======== Data for the task

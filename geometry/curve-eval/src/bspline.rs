//! B-spline curves.
//!
//! B-splines provide local control through a knot vector. Changes to a
//! control point only affect a local portion of the curve. Rational curves
//! store homogeneous control points and divide by the weight after
//! blending, which lets them represent conics exactly.

use crate::basis::BasisEvaluator;
use crate::bezier::{self, MAX_FAST_DEGREE};
use crate::point::{homogeneous_divide, rational_derivative, rational_second_derivative};
use crate::traits::differentiate;
use crate::{CurveError, CurveEvaluator, KnotVector, Point, Result};

#[cfg(feature = "serde")]
use serde::{Deserialize, Serialize};

/// A B-spline or NURBS curve of arbitrary degree and dimension.
///
/// B-splines are defined by:
/// - **Control points**: Define the shape of the curve
/// - **Knot vector**: Defines the parameterization and local influence of control points
/// - **Degree**: Derived as `knots.len() - control_points.len() - 1`
///
/// The curve generally does not pass through the control points (except at
/// endpoints of a clamped knot vector). Its domain is
/// `[knots[degree], knots[len - 1 - degree]]`; parameters outside it are
/// clamped.
///
/// # Rational curves
///
/// A rational curve's control points are homogeneous: the first `N - 1`
/// components are pre-multiplied by the last (the weight). When division is
/// enabled (the default for [`BSplineCurve::rational`]) results are
/// perspective-divided and have `N - 1` components.
///
/// # Example
///
/// ```
/// use curve_eval::{BSplineCurve, CurveEvaluator, point};
///
/// let curve = BSplineCurve::new(
///     vec![point(&[0.0, 0.0]), point(&[1.0, 2.0]), point(&[2.0, 0.0])],
///     vec![0.0, 0.0, 0.0, 1.0, 1.0, 1.0],
/// )
/// .unwrap();
///
/// let mid = curve.evaluate(0.5);
/// assert!((mid[0] - 1.0).abs() < 1e-12);
/// assert!((mid[1] - 1.0).abs() < 1e-12);
/// ```
#[derive(Debug, Clone, PartialEq)]
#[cfg_attr(
    feature = "serde",
    derive(Serialize, Deserialize),
    serde(try_from = "BSplineCurveDef")
)]
pub struct BSplineCurve {
    /// Control points (homogeneous when rational).
    control_points: Vec<Point>,
    /// Validated knot vector.
    knots: KnotVector,
    /// Control points carry a trailing weight component.
    rational: bool,
    /// Perspective-divide results of a rational curve.
    divide: bool,
}

impl BSplineCurve {
    /// Create a polynomial B-spline from control points and knots.
    ///
    /// # Errors
    ///
    /// Returns [`CurveError::InvalidConfiguration`] if there are fewer than
    /// two control points, the points have inconsistent or zero dimension,
    /// or the derived degree is outside `1..=control_points.len() - 1`.
    /// Returns [`CurveError::MalformedKnotVector`] if the knots are invalid.
    pub fn new(control_points: Vec<Point>, knots: Vec<f64>) -> Result<Self> {
        Self::build(control_points, knots, false)
    }

    /// Create a rational B-spline from homogeneous control points.
    ///
    /// Each point is `(w·x, w·y, ..., w)`. Results are divided by the
    /// weight.
    ///
    /// # Errors
    ///
    /// As [`Self::new`], and also if the points have fewer than two
    /// components.
    pub fn rational(control_points: Vec<Point>, knots: Vec<f64>) -> Result<Self> {
        Self::build(control_points, knots, true)
    }

    /// Create a clamped B-spline with uniform interior knots on `[0, 1]`.
    ///
    /// Clamped B-splines pass through their first and last control points.
    ///
    /// # Errors
    ///
    /// Returns [`CurveError::InvalidConfiguration`] if there are not more
    /// control points than `degree`, or `degree == 0`.
    pub fn clamped(control_points: Vec<Point>, degree: usize) -> Result<Self> {
        let knots = KnotVector::clamped(control_points.len(), degree)?;
        Self::new(control_points, knots.as_slice().to_vec())
    }

    /// Create a B-spline with a uniform knot vector.
    ///
    /// # Errors
    ///
    /// Returns [`CurveError::InvalidConfiguration`] if there are not more
    /// control points than `degree`, or `degree == 0`.
    pub fn uniform(control_points: Vec<Point>, degree: usize) -> Result<Self> {
        let knots = KnotVector::uniform(control_points.len(), degree)?;
        Self::new(control_points, knots.as_slice().to_vec())
    }

    fn build(control_points: Vec<Point>, knots: Vec<f64>, rational: bool) -> Result<Self> {
        let n = control_points.len();
        check_points(&control_points, rational)?;
        let degree = derive_degree(n, knots.len())?;
        let knots = KnotVector::new(knots, degree)?;
        Ok(Self {
            control_points,
            knots,
            rational,
            divide: rational,
        })
    }

    /// Assemble a curve from parts already known to be consistent.
    pub(crate) fn from_parts(
        control_points: Vec<Point>,
        knots: KnotVector,
        rational: bool,
        divide: bool,
    ) -> Self {
        Self {
            control_points,
            knots,
            rational,
            divide,
        }
    }

    /// Enable or disable the homogeneous divide.
    ///
    /// Has no effect on polynomial curves. With division disabled a rational
    /// curve evaluates to its homogeneous form.
    #[must_use]
    pub fn with_divide(mut self, divide: bool) -> Self {
        self.divide = divide && self.rational;
        self
    }

    /// Get the control points.
    #[must_use]
    pub fn control_points(&self) -> &[Point] {
        &self.control_points
    }

    /// Get the knot vector.
    #[must_use]
    pub fn knots(&self) -> &KnotVector {
        &self.knots
    }

    /// Get the degree.
    #[must_use]
    pub fn degree(&self) -> usize {
        self.knots.degree()
    }

    /// Whether control points are homogeneous.
    #[must_use]
    pub fn is_rational(&self) -> bool {
        self.rational
    }

    /// Whether results are perspective-divided.
    #[must_use]
    pub fn divides(&self) -> bool {
        self.divide
    }

    /// Number of components in evaluated points.
    #[must_use]
    pub fn dimension(&self) -> usize {
        let dim = self.control_points[0].len();
        if self.divide { dim - 1 } else { dim }
    }

    /// Weights of a rational curve, or all ones for a polynomial one.
    #[must_use]
    pub fn weights(&self) -> Vec<f64> {
        if self.rational {
            self.control_points.iter().map(|p| p[p.len() - 1]).collect()
        } else {
            vec![1.0; self.control_points.len()]
        }
    }

    /// Undivided `order`-th derivative of the blended control points.
    fn blend(&self, t: f64, order: usize) -> Point {
        let p = self.degree();
        if p <= MAX_FAST_DEGREE && self.knots.is_bezier() {
            if let Some(weights) = bezier::bernstein(p, order, t.clamp(0.0, 1.0)) {
                let mut acc = Point::zeros(self.control_points[0].len());
                for (w, cp) in weights.iter().zip(&self.control_points) {
                    acc.axpy(*w, cp, 1.0);
                }
                return acc;
            }
        }

        let mut basis = BasisEvaluator::new();
        basis
            .derivative_clamped(&self.knots, t, order)
            .combine(&self.control_points)
    }
}

impl CurveEvaluator for BSplineCurve {
    fn evaluate(&self, t: f64) -> Point {
        let h = self.blend(t, 0);
        if self.divide {
            homogeneous_divide(&h)
        } else {
            h
        }
    }

    fn end_points(&self) -> (f64, f64) {
        self.knots.domain()
    }

    fn velocity(&self, t: f64) -> Point {
        let dh = self.blend(t, 1);
        if self.divide {
            rational_derivative(&self.blend(t, 0), &dh)
        } else {
            dh
        }
    }

    fn accel(&self, t: f64) -> Point {
        let ddh = self.blend(t, 2);
        if self.divide {
            rational_second_derivative(&self.blend(t, 0), &self.blend(t, 1), &ddh)
        } else {
            ddh
        }
    }

    fn jerk(&self, t: f64) -> Point {
        if self.divide {
            differentiate(|s| self.accel(s), t, self.end_points())
        } else {
            self.blend(t, 3)
        }
    }
}

fn check_points(points: &[Point], rational: bool) -> Result<()> {
    if points.len() < 2 {
        return Err(CurveError::invalid_configuration(format!(
            "need at least 2 control points, got {}",
            points.len()
        )));
    }
    let dim = points[0].len();
    let min_dim = if rational { 2 } else { 1 };
    if dim < min_dim {
        return Err(CurveError::invalid_configuration(format!(
            "control points need at least {min_dim} components, got {dim}"
        )));
    }
    if let Some(i) = points.iter().position(|p| p.len() != dim) {
        return Err(CurveError::invalid_configuration(format!(
            "control point {i} has {} components, expected {dim}",
            points[i].len()
        )));
    }
    Ok(())
}

/// Serialized form of [`BSplineCurve`], validated on the way in.
#[cfg(feature = "serde")]
#[derive(Deserialize)]
struct BSplineCurveDef {
    control_points: Vec<Point>,
    knots: KnotVector,
    rational: bool,
    divide: bool,
}

#[cfg(feature = "serde")]
impl TryFrom<BSplineCurveDef> for BSplineCurve {
    type Error = CurveError;

    fn try_from(def: BSplineCurveDef) -> Result<Self> {
        check_points(&def.control_points, def.rational)?;
        let degree = derive_degree(def.control_points.len(), def.knots.len())?;
        if degree != def.knots.degree() {
            return Err(CurveError::invalid_configuration(format!(
                "knot vector has degree {}, points and knots give {degree}",
                def.knots.degree()
            )));
        }
        Ok(Self {
            control_points: def.control_points,
            knots: def.knots,
            rational: def.rational,
            divide: def.divide && def.rational,
        })
    }
}

/// Degree implied by point and knot counts, `knots - points - 1`.
pub(crate) fn derive_degree(points: usize, knots: usize) -> Result<usize> {
    if knots < points + 2 {
        return Err(CurveError::invalid_configuration(format!(
            "{knots} knots for {points} control points gives degree below 1"
        )));
    }
    let degree = knots - points - 1;
    if degree > points - 1 {
        return Err(CurveError::invalid_configuration(format!(
            "degree {degree} needs at least {} control points, got {points}",
            degree + 1
        )));
    }
    Ok(degree)
}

================

• _Prompt_:
If a line falls between the first line of the entries and the line containing "the weight after", or is one of those two, restate it word for word; leave all other lines out.

• _Problem solution_:
filename geometry/curve-eval/src/bspline.rs
//! B-spline curves.
//!
//! B-splines provide local control through a knot vector. Changes to a
//! control point only affect a local portion of the curve. Rational curves
//! store homogeneous control points and divide by the weight after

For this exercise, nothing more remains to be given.